** Your goal **
Search the records for lines that contain the word "DateTime". Copy them all.

==== Supplied information ====

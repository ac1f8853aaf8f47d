// Copyright (c) 2025 Steve Wagner (ciroque@live.com)
// SPDX-License-Identifier: MIT

//! When a profile runs.
//!
//! A profile either repeats on a fixed interval measured from the end of its
//! previous run, or runs at set times of day, optionally only on named
//! weekdays. Time-of-day schedules are evaluated in local time and compiled to
//! one cron expression per time, so day rollover and weekday filtering come
//! from the `cron` crate rather than hand-written calendar arithmetic.
//!
//! # Examples
//! ```
//! use chrono::{TimeZone, Utc};
//! use std::time::Duration;
//! use workload_scheduler::registry::{ProfileSchedule, TimeOfDay};
//!
//! let nightly = ProfileSchedule::At(TimeOfDay::parse(&["02:00"], &["SATURDAY"]).unwrap());
//! // Friday 23:00 -> Saturday 02:00
//! let now = Utc.with_ymd_and_hms(2025, 3, 7, 23, 0, 0).unwrap();
//!
//! assert_eq!(nightly.delay_from(&now), Duration::from_secs(3 * 3_600));
//! assert_eq!(nightly.summary(), "Runs at the following times: 02:00 on SATURDAY");
//! ```

use chrono::{DateTime, Local, NaiveTime, TimeDelta, TimeZone, Timelike, Weekday};
use cron::Schedule;
use std::str::FromStr;
use std::time::Duration;

use super::format_interval;
use crate::errors::ScheduleError;

// A valid daily/weekly expression always has a next occurrence; this only
// guards against the iterator running dry.
const NO_OCCURRENCE_DELAY: Duration = Duration::from_secs(7 * 86_400);

/// Cadence of a profile.
#[derive(Debug, Clone, PartialEq)]
pub enum ProfileSchedule {
    /// Repeat this long after the previous run finished.
    Every(Duration),
    /// Run at fixed times of day.
    At(TimeOfDay),
}

impl ProfileSchedule {
    /// Nominal wait before the next run, as seen at `now`.
    pub fn delay_from<Tz: TimeZone>(&self, now: &DateTime<Tz>) -> Duration {
        match self {
            ProfileSchedule::Every(interval) => *interval,
            ProfileSchedule::At(times) => times.delay_from(now),
        }
    }

    /// Stretch `delay` so the run still lands on the schedule.
    ///
    /// Interval schedules take the delay as is; time-of-day schedules move it
    /// to the first scheduled time after `now + delay`.
    pub fn align_from<Tz: TimeZone>(&self, now: &DateTime<Tz>, delay: Duration) -> Duration {
        match self {
            ProfileSchedule::Every(_) => delay,
            ProfileSchedule::At(times) => times.align_from(now, delay),
        }
    }

    /// [`delay_from`](Self::delay_from) against the local wall clock.
    pub fn next_delay(&self) -> Duration {
        match self {
            ProfileSchedule::Every(interval) => *interval,
            ProfileSchedule::At(times) => times.delay_from(&Local::now()),
        }
    }

    /// [`align_from`](Self::align_from) against the local wall clock.
    pub fn aligned_delay(&self, delay: Duration) -> Duration {
        match self {
            ProfileSchedule::Every(_) => delay,
            ProfileSchedule::At(times) => times.align_from(&Local::now(), delay),
        }
    }

    /// Human readable cadence, e.g. `Every 0:05:00`.
    pub fn summary(&self) -> String {
        match self {
            ProfileSchedule::Every(interval) => format!("Every {}", format_interval(*interval)),
            ProfileSchedule::At(times) => times.summary(),
        }
    }
}

/// Set times of day, optionally restricted to some weekdays.
#[derive(Debug, Clone)]
pub struct TimeOfDay {
    times: Vec<NaiveTime>,
    days: Vec<Weekday>,
    expressions: Vec<Schedule>,
}

impl PartialEq for TimeOfDay {
    fn eq(&self, other: &Self) -> bool {
        self.times == other.times && self.days == other.days
    }
}

impl TimeOfDay {
    /// An empty `days` list means every day.
    pub fn new(mut times: Vec<NaiveTime>, mut days: Vec<Weekday>) -> Result<Self, ScheduleError> {
        if times.is_empty() {
            return Err(ScheduleError::NoTimes);
        }
        times.sort();
        times.dedup();
        days.sort_by_key(|day| day.num_days_from_monday());
        days.dedup();

        let day_field = if days.is_empty() {
            "*".to_string()
        } else {
            days.iter()
                .map(|day| day.to_string())
                .collect::<Vec<_>>()
                .join(",")
        };

        let expressions = times
            .iter()
            .map(|time| {
                let expression = format!(
                    "{} {} {} * * {}",
                    time.second(),
                    time.minute(),
                    time.hour(),
                    day_field
                );
                Schedule::from_str(&expression).map_err(|e| ScheduleError::Expression {
                    reason: e.to_string(),
                    expression,
                })
            })
            .collect::<Result<Vec<_>, _>>()?;

        Ok(Self {
            times,
            days,
            expressions,
        })
    }

    /// Parse `HH:MM[:SS]` times and weekday names (`MONDAY`, `mon`, ...).
    pub fn parse<S: AsRef<str>>(times: &[S], days: &[S]) -> Result<Self, ScheduleError> {
        let times = times
            .iter()
            .map(|raw| parse_time(raw.as_ref()))
            .collect::<Result<Vec<_>, _>>()?;
        let days = days
            .iter()
            .map(|raw| {
                let raw = raw.as_ref().trim();
                Weekday::from_str(raw).map_err(|_| ScheduleError::InvalidDay(raw.to_string()))
            })
            .collect::<Result<Vec<_>, _>>()?;
        Self::new(times, days)
    }

    pub fn times(&self) -> &[NaiveTime] {
        &self.times
    }

    pub fn days(&self) -> &[Weekday] {
        &self.days
    }

    /// First scheduled instant strictly after `now`.
    pub fn next_after<Tz: TimeZone>(&self, now: &DateTime<Tz>) -> Option<DateTime<Tz>> {
        self.expressions
            .iter()
            .filter_map(|schedule| schedule.after(now).next())
            .min()
    }

    pub fn delay_from<Tz: TimeZone>(&self, now: &DateTime<Tz>) -> Duration {
        self.next_after(now)
            .and_then(|next| next.signed_duration_since(now.clone()).to_std().ok())
            .unwrap_or(NO_OCCURRENCE_DELAY)
    }

    pub fn align_from<Tz: TimeZone>(&self, now: &DateTime<Tz>, delay: Duration) -> Duration {
        let target = TimeDelta::from_std(delay)
            .ok()
            .and_then(|offset| now.clone().checked_add_signed(offset));
        match target {
            Some(target) => delay.saturating_add(self.delay_from(&target)),
            None => delay,
        }
    }

    pub fn summary(&self) -> String {
        let times = self
            .times
            .iter()
            .map(|time| {
                if time.second() == 0 {
                    time.format("%H:%M").to_string()
                } else {
                    time.format("%H:%M:%S").to_string()
                }
            })
            .collect::<Vec<_>>()
            .join(", ");

        if self.days.is_empty() {
            format!("Runs at the following times: {}", times)
        } else {
            let days = self
                .days
                .iter()
                .map(|day| day_name(*day))
                .collect::<Vec<_>>()
                .join(",");
            format!("Runs at the following times: {} on {}", times, days)
        }
    }
}

fn parse_time(raw: &str) -> Result<NaiveTime, ScheduleError> {
    let raw = raw.trim();
    NaiveTime::parse_from_str(raw, "%H:%M:%S")
        .or_else(|_| NaiveTime::parse_from_str(raw, "%H:%M"))
        .map_err(|_| ScheduleError::InvalidTime(raw.to_string()))
}

fn day_name(day: Weekday) -> &'static str {
    match day {
        Weekday::Mon => "MONDAY",
        Weekday::Tue => "TUESDAY",
        Weekday::Wed => "WEDNESDAY",
        Weekday::Thu => "THURSDAY",
        Weekday::Fri => "FRIDAY",
        Weekday::Sat => "SATURDAY",
        Weekday::Sun => "SUNDAY",
    }
}

#[cfg(test)]
mod tests {
    use super::*;
    use chrono::Utc;

    const HOUR: u64 = 3_600;

    // 2025-03-03 is a Monday
    fn monday_at(hour: u32, minute: u32) -> DateTime<Utc> {
        Utc.with_ymd_and_hms(2025, 3, 3, hour, minute, 0).unwrap()
    }

    fn at(times: &[&str], days: &[&str]) -> ProfileSchedule {
        ProfileSchedule::At(TimeOfDay::parse(times, days).unwrap())
    }

    #[test]
    fn test_next_time_today_then_tomorrow() {
        let schedule = at(&["14:30", "02:00"], &[]);

        assert_eq!(schedule.delay_from(&monday_at(1, 30)), Duration::from_secs(HOUR / 2));
        assert_eq!(
            schedule.delay_from(&monday_at(2, 0)),
            Duration::from_secs(12 * HOUR + HOUR / 2),
            "a run at exactly 02:00 waits for the next slot"
        );
        assert_eq!(schedule.delay_from(&monday_at(15, 0)), Duration::from_secs(11 * HOUR));
    }

    #[test]
    fn test_weekday_filter() {
        let schedule = at(&["02:00"], &["FRIDAY", "friday"]);
        assert_eq!(
            schedule.delay_from(&monday_at(1, 30)),
            Duration::from_secs(4 * 24 * HOUR + HOUR / 2)
        );
        if let ProfileSchedule::At(times) = &schedule {
            assert_eq!(times.days(), &[Weekday::Fri]);
        }
    }

    #[test]
    fn test_align_moves_backoff_onto_schedule() {
        let schedule = at(&["02:00", "14:30"], &[]);
        let now = monday_at(1, 30);

        assert_eq!(
            schedule.align_from(&now, Duration::from_secs(HOUR)),
            Duration::from_secs(13 * HOUR)
        );

        let every = ProfileSchedule::Every(Duration::from_secs(60));
        assert_eq!(every.delay_from(&now), Duration::from_secs(60));
        assert_eq!(
            every.align_from(&now, Duration::from_secs(240)),
            Duration::from_secs(240)
        );
    }

    #[test]
    fn test_parse_errors() {
        assert_eq!(
            TimeOfDay::parse::<&str>(&[], &[]).unwrap_err(),
            ScheduleError::NoTimes
        );
        assert_eq!(
            TimeOfDay::parse(&["25:00"], &[]).unwrap_err(),
            ScheduleError::InvalidTime("25:00".to_string())
        );
        assert_eq!(
            TimeOfDay::parse(&["02:00"], &["FUNDAY"]).unwrap_err(),
            ScheduleError::InvalidDay("FUNDAY".to_string())
        );
    }

    #[test]
    fn test_summaries() {
        assert_eq!(
            ProfileSchedule::Every(Duration::from_secs(300)).summary(),
            "Every 0:05:00"
        );
        assert_eq!(
            at(&["14:30", "02:00:30"], &[]).summary(),
            "Runs at the following times: 02:00:30, 14:30"
        );
        assert_eq!(
            at(&["02:00"], &["SUNDAY", "MONDAY"]).summary(),
            "Runs at the following times: 02:00 on MONDAY,SUNDAY"
        );
    }

    #[test]
    fn test_local_clock_delay_is_bounded() {
        let schedule = at(&["00:00", "12:00"], &[]);
        let delay = schedule.next_delay();
        assert!(delay > Duration::ZERO);
        // 13h leaves room for a DST change between the two times
        assert!(delay <= Duration::from_secs(13 * HOUR));
    }
}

====

** Answer to this task **
use chrono::{DateTime, Local, NaiveTime, TimeDelta, TimeZone, Timelike, Weekday};
    pub fn delay_from<Tz: TimeZone>(&self, now: &DateTime<Tz>) -> Duration {
    pub fn align_from<Tz: TimeZone>(&self, now: &DateTime<Tz>, delay: Duration) -> Duration {
    pub fn next_after<Tz: TimeZone>(&self, now: &DateTime<Tz>) -> Option<DateTime<Tz>> {
    pub fn delay_from<Tz: TimeZone>(&self, now: &DateTime<Tz>) -> Duration {
    pub fn align_from<Tz: TimeZone>(&self, now: &DateTime<Tz>, delay: Duration) -> Duration {
    fn monday_at(hour: u32, minute: u32) -> DateTime<Utc> {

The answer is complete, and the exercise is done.